【シングルセル解析】シングルセル単位でgene set scoring (4) ~ スコアの有意差検定 ~
特定のpathway geneや細胞種markerなどの遺伝子群 (gene set)を使って、gene set scoringを行うことでactivity単位の評価ができる。
これを1細胞単位で行う手法について紹介する。
- AddModuleScore ※ 別記事
- UCell ※ 別記事
- scGSEA ※ 別記事
- scGSVA ※ 別記事
- AUCell ※ 別記事
変動パスウェイ解析
Geneset/Pathwayを同時にたくさんスコアリングした場合、どのGeneset/Pathwayが変動しているのかを検定したくなる。
scGSVAパッケージではscgsva()
機能の出力を使ったpathwayの有意差検定を提供している。limmaパッケージでの線形モデルを使った findPathway()
機能 と rstatixパッケージでWilcox/T test/ANOVAを行うsigPathway()
機能が使用可能。
デモデータ
デモ用にpbmc2700のデータでKEGG pathway databaseのgenesetをssGSEAアルゴリズムでスコアリングしておく。(226個のpathway)
library(scGSVA)
# genesetの用意
kegg <- buildAnnot(species="human",keytype="SYMBOL",anntype="KEGG")
# scoring
res <- scgsva(obj = pbmc,
annot = kegg,
method = "ssgsea",
ssgsea.norm = TRUE
)
objスロットにはSeuratオブジェクト、gsvaスロットには各genesetスコアのベクトル(長さは細胞数)、annotスロットには用いたgenesetオブジェクトの情報が保存されている。
res@obj
res@gsva
res@annot
findPathway()
findPathway()
機能のref=
引数にreferenceとしたい群名を指定すると、ref群 vs その他の群1, ref群 vs その他の群2 ,,,, の比較が行われる。
※ ref=
引数を指定しない場合は、group=
引数に指定した群情報からアルファベット順で最初の水準が使用される。
検定にはlimmaパッケージを用いた線形モデルへの当てはめが行われる。
例として、CD8 T細胞とその他の8つの細胞種で有意なpathwayを探索してみる。
dep1 <- findPathway(object = res, group = "Cell_type", ref = "CD8 T")
8つの比較パターン × 226個のpathway = 1808行の結果が得られる。
findPathway()の出力
計算スクリプト
内部では次のスクリプトが働いている。
線形モデルの切片項に reference群を設定し、説明変数にその他の群 というモデルデザインにデータを当てはめている。
# 行に細胞バーコード、列にpathway
gsva <- res@gsva
# 行にpathway、列に細胞バーコード
gsva <- t(gsva)
# 各細胞の群情報ベクトル
group <- pbmc$Cell_type
# reference群の設定
ref <- "CD8 T"
# refがある場合は、reference群が水準の1番目になるように
level <- unique(group)
if (!is.null(ref)) {
level <- c(ref, setdiff(level, ref))
} else {
ref <- level[1]
}
# reference群とそれ以外の群の比較表作成
lev <- expand.grid(setdiff(level, ref), ref)
# 比較の表記をわかりやすくしておく。
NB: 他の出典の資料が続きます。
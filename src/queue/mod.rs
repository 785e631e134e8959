//! Directory-backed work queues and the workers they run.

pub mod config;
pub mod job_dir;
pub mod job_log;
pub mod keychain;
pub mod parallel;
pub mod spawn;
pub mod work_queue;
pub mod worker;

pub use config::{SharedConfig, WORKER_CONFIG_SCHEMA_VERSION, WorkerConfig};
pub use job_log::JobLog;
pub use keychain::{CONNECTED_APP_SERVICE, WorkerKeychain};
pub use parallel::ParallelWorker;
pub use spawn::{
    ProcessSpawner, SpawnKind, Spawner, ThreadSpawner, WORKER_SUBCOMMAND, WorkerHandle,
};
pub use work_queue::{MakeTaskOptions, RenameDirectory, WorkerQueue, WorkerQueueConfig};
pub use worker::{TaskWorker, run_worker_from_stdin};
@@は後々削除される。ただの文字区切り用。
levn <- apply(lev, 1, function(x){
paste0(x[1], "_vs_", x[2], "@@")
})
# 群情報をfactor型にしておく
group <- factor(as.vector(group), levels = level, ordered = F)
# モデルデザインの作成
design <- model.matrix(~group)
colnames(design) <- c(ref, levn)
# 線形モデルへの当てはめ
fit <- limma::lmFit(object = gsva, design = design)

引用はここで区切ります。